--- Exercise materials Enclosed Below ---
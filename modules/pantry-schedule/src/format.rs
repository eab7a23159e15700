//! Human-readable rendering of times and availability.

use chrono::{DateTime, Utc};
use chrono_tz::Tz;

use crate::calculator::LocalMoment;
use crate::types::{AvailabilityStatus, TimeOfDay, TimeRange};

/// `9 AM`, `12:30 PM`, `12 AM` (midnight). Minutes are omitted when zero.
pub fn format_time(time: TimeOfDay) -> String {
    let hour12 = match time.hour() % 12 {
        0 => 12,
        h => h,
    };
    let period = if time.hour() < 12 { "AM" } else { "PM" };
    if time.minute() > 0 {
        format!("{hour12}:{:02} {period}", time.minute())
    } else {
        format!("{hour12} {period}")
    }
}

/// `9 AM - 12 PM`. Round-trips through `parse_time_range`.
pub fn format_time_range(range: &TimeRange) -> String {
    format!("{} - {}", format_time(range.open), format_time(range.close))
}

/// Short zone name in effect at `at`, e.g. `PST` or `PDT`.
pub fn timezone_abbreviation(tz: Tz, at: DateTime<Utc>) -> String {
    at.with_timezone(&tz).format("%Z").to_string()
}

pub fn format_time_with_timezone(time: TimeOfDay, tz: Tz, at: DateTime<Utc>) -> String {
    format!("{} {}", format_time(time), timezone_abbreviation(tz, at))
}

/// `in 45m` under an hour, otherwise whole hours (`in 3h`).
pub fn format_relative_minutes(minutes: i64) -> String {
    if minutes < 60 {
        format!("in {minutes}m")
    } else {
        format!("in {}h", minutes / 60)
    }
}

/// One-line English label for a status as seen from `now` in `tz`.
pub fn status_label(status: &AvailabilityStatus, now: DateTime<Utc>, tz: Tz) -> String {
    match status {
        AvailabilityStatus::Open { closes_at } => {
            format!("Open until {}", format_time(LocalMoment::of(*closes_at, tz).time))
        }
        AvailabilityStatus::OpeningSoon { minutes_until, .. } => {
            format!("Opens {}", format_relative_minutes(i64::from(*minutes_until)))
        }
        AvailabilityStatus::Closed {
            opens_at: Some(opens_at),
        } => {
            let today = LocalMoment::of(now, tz).date;
            let opening = LocalMoment::of(*opens_at, tz);
            if opening.date == today {
                let minutes = (*opens_at - now).num_minutes();
                format!("Opens {}", format_relative_minutes(minutes))
            } else if today.succ_opt() == Some(opening.date) {
                format!("Opens tomorrow {}", format_time(opening.time))
            } else {
                format!(
                    "Opens {} {}",
                    opening.date.format("%a"),
                    format_time(opening.time)
                )
            }
        }
        AvailabilityStatus::Closed { opens_at: None } => "Closed".to_string(),
        AvailabilityStatus::Unknown => "Hours unknown".to_string(),
    }
}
--- End of Enclosed Exercise materials ---
Your task: Wherever a line in the data above holds the word "TimeOfDay", copy that line.

Expected output:
use crate::types::{AvailabilityStatus, TimeOfDay, TimeRange};
pub fn format_time(time: TimeOfDay) -> String {
pub fn format_time_with_timezone(time: TimeOfDay, tz: Tz, at: DateTime<Utc>) -> String {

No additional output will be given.